(Extracted entries begins)
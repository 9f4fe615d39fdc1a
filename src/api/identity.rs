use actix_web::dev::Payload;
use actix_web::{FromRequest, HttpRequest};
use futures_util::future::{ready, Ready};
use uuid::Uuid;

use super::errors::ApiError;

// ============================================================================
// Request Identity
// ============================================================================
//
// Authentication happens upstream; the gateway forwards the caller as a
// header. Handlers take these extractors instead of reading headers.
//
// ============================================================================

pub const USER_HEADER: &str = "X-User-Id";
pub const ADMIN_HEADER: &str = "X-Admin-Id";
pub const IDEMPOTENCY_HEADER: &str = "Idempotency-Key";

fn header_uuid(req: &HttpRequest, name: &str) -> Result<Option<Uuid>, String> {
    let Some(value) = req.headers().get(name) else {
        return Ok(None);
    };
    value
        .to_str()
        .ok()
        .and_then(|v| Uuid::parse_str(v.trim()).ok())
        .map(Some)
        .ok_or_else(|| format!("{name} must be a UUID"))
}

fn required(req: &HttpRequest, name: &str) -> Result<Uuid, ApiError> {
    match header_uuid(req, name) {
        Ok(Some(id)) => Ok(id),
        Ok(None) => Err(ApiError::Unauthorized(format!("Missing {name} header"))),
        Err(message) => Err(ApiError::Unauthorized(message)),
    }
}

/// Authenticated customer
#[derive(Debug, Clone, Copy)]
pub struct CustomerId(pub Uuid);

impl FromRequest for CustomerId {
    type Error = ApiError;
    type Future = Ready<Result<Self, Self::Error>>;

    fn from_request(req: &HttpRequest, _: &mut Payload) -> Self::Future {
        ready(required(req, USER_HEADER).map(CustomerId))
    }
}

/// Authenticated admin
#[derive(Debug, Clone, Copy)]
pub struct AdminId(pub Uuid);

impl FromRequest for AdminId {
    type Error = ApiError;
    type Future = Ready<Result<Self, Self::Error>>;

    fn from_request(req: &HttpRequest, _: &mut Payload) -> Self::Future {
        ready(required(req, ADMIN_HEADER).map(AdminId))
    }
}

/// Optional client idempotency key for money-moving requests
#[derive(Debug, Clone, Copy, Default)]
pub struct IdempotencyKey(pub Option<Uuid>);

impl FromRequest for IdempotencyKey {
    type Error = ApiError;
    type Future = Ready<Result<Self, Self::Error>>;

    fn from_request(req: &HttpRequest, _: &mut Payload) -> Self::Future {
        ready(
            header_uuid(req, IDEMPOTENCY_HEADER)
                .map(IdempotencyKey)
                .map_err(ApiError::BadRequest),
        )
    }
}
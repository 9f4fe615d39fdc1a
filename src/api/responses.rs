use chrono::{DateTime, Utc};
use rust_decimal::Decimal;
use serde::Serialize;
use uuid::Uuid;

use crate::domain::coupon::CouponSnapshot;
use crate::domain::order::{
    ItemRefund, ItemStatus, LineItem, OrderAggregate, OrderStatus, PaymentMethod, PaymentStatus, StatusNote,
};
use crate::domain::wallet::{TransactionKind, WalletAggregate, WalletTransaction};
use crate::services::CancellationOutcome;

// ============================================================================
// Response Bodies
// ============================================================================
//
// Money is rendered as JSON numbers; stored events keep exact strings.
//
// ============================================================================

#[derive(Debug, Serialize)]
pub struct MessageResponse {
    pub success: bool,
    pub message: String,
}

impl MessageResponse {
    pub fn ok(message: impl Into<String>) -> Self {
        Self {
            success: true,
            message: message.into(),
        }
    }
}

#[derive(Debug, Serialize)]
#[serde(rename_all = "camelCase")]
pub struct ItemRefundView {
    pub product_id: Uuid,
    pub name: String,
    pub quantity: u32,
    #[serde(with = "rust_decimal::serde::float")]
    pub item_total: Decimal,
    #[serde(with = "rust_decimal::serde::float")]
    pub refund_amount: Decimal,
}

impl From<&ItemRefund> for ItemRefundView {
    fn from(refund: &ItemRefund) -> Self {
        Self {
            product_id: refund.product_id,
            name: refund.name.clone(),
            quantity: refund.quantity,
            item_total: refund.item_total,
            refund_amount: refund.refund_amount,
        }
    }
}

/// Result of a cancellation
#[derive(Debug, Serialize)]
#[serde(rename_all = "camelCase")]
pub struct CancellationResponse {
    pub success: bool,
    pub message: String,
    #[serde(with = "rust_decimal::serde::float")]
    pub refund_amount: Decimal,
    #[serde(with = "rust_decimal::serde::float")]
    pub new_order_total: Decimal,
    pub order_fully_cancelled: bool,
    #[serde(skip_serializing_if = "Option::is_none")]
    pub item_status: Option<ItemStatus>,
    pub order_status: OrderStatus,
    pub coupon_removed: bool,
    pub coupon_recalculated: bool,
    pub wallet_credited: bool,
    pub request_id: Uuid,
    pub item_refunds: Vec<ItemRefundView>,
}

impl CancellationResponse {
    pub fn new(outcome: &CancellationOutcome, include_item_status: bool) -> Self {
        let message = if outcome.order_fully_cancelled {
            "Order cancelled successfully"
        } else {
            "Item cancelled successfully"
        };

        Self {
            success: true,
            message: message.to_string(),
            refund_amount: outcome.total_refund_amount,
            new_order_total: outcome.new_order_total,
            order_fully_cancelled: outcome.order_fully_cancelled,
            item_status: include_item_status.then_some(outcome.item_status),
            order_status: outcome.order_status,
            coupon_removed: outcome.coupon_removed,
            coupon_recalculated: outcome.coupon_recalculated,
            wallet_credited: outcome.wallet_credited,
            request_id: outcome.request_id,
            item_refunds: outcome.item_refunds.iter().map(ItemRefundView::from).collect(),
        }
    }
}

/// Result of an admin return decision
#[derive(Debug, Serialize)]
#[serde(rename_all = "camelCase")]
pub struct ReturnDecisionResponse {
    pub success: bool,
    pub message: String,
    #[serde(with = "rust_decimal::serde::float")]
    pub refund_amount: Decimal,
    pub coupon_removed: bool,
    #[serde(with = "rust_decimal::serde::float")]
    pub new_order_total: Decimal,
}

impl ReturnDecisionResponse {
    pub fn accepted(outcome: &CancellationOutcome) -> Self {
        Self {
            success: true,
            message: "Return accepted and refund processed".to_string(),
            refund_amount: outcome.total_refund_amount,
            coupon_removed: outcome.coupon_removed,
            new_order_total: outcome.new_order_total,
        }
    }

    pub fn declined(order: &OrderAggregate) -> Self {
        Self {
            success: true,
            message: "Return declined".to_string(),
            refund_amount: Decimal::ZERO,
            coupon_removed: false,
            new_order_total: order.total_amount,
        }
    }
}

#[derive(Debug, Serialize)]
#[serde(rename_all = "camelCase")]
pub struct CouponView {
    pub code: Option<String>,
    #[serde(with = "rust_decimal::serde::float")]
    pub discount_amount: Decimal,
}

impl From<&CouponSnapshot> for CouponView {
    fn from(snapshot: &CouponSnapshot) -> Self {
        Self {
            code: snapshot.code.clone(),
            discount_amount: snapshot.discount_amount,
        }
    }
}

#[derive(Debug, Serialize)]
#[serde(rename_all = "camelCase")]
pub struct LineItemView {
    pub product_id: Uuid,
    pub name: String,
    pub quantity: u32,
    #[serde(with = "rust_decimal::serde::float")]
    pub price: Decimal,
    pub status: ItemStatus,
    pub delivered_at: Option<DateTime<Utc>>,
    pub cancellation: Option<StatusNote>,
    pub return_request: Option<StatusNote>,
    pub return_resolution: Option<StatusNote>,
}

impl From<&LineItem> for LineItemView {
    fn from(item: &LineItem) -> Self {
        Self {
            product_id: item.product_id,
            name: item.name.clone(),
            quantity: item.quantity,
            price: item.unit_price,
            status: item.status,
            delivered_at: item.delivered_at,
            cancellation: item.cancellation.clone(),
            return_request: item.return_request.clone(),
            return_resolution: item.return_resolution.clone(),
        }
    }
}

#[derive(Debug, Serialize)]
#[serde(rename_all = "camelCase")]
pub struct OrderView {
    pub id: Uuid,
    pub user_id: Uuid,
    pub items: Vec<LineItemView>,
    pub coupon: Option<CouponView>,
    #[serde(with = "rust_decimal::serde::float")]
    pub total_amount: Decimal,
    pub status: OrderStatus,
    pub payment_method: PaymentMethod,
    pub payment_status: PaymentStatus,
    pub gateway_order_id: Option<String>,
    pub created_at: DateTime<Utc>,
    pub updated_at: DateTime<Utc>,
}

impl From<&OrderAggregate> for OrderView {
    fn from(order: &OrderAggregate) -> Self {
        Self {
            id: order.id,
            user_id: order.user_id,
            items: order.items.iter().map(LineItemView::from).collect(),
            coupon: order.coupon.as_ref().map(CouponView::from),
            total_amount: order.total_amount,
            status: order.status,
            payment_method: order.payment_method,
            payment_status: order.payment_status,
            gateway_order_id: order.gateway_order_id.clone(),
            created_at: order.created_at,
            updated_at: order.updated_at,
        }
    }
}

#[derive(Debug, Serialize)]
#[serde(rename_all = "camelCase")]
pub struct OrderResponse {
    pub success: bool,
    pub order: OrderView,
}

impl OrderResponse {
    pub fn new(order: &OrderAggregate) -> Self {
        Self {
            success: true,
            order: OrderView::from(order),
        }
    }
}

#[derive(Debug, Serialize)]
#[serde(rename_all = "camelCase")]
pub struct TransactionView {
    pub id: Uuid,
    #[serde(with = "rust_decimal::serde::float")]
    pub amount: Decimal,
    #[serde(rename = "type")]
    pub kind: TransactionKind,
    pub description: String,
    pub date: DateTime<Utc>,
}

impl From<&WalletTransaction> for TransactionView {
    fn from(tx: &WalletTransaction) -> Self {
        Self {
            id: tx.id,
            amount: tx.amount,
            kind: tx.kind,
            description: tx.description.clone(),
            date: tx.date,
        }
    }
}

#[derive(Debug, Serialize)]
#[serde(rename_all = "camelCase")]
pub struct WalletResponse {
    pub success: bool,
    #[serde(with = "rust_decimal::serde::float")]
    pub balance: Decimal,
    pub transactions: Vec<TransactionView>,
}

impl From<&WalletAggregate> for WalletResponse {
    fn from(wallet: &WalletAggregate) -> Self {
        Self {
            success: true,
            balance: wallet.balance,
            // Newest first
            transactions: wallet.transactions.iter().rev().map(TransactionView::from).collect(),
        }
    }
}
(Extracted entries ends)
* [What is expected]: What lines in the entries contain "Unauthorized"? Report each one by copying it.

* [Answer]:
        Ok(None) => Err(ApiError::Unauthorized(format!("Missing {name} header"))),
        Err(message) => Err(ApiError::Unauthorized(message)),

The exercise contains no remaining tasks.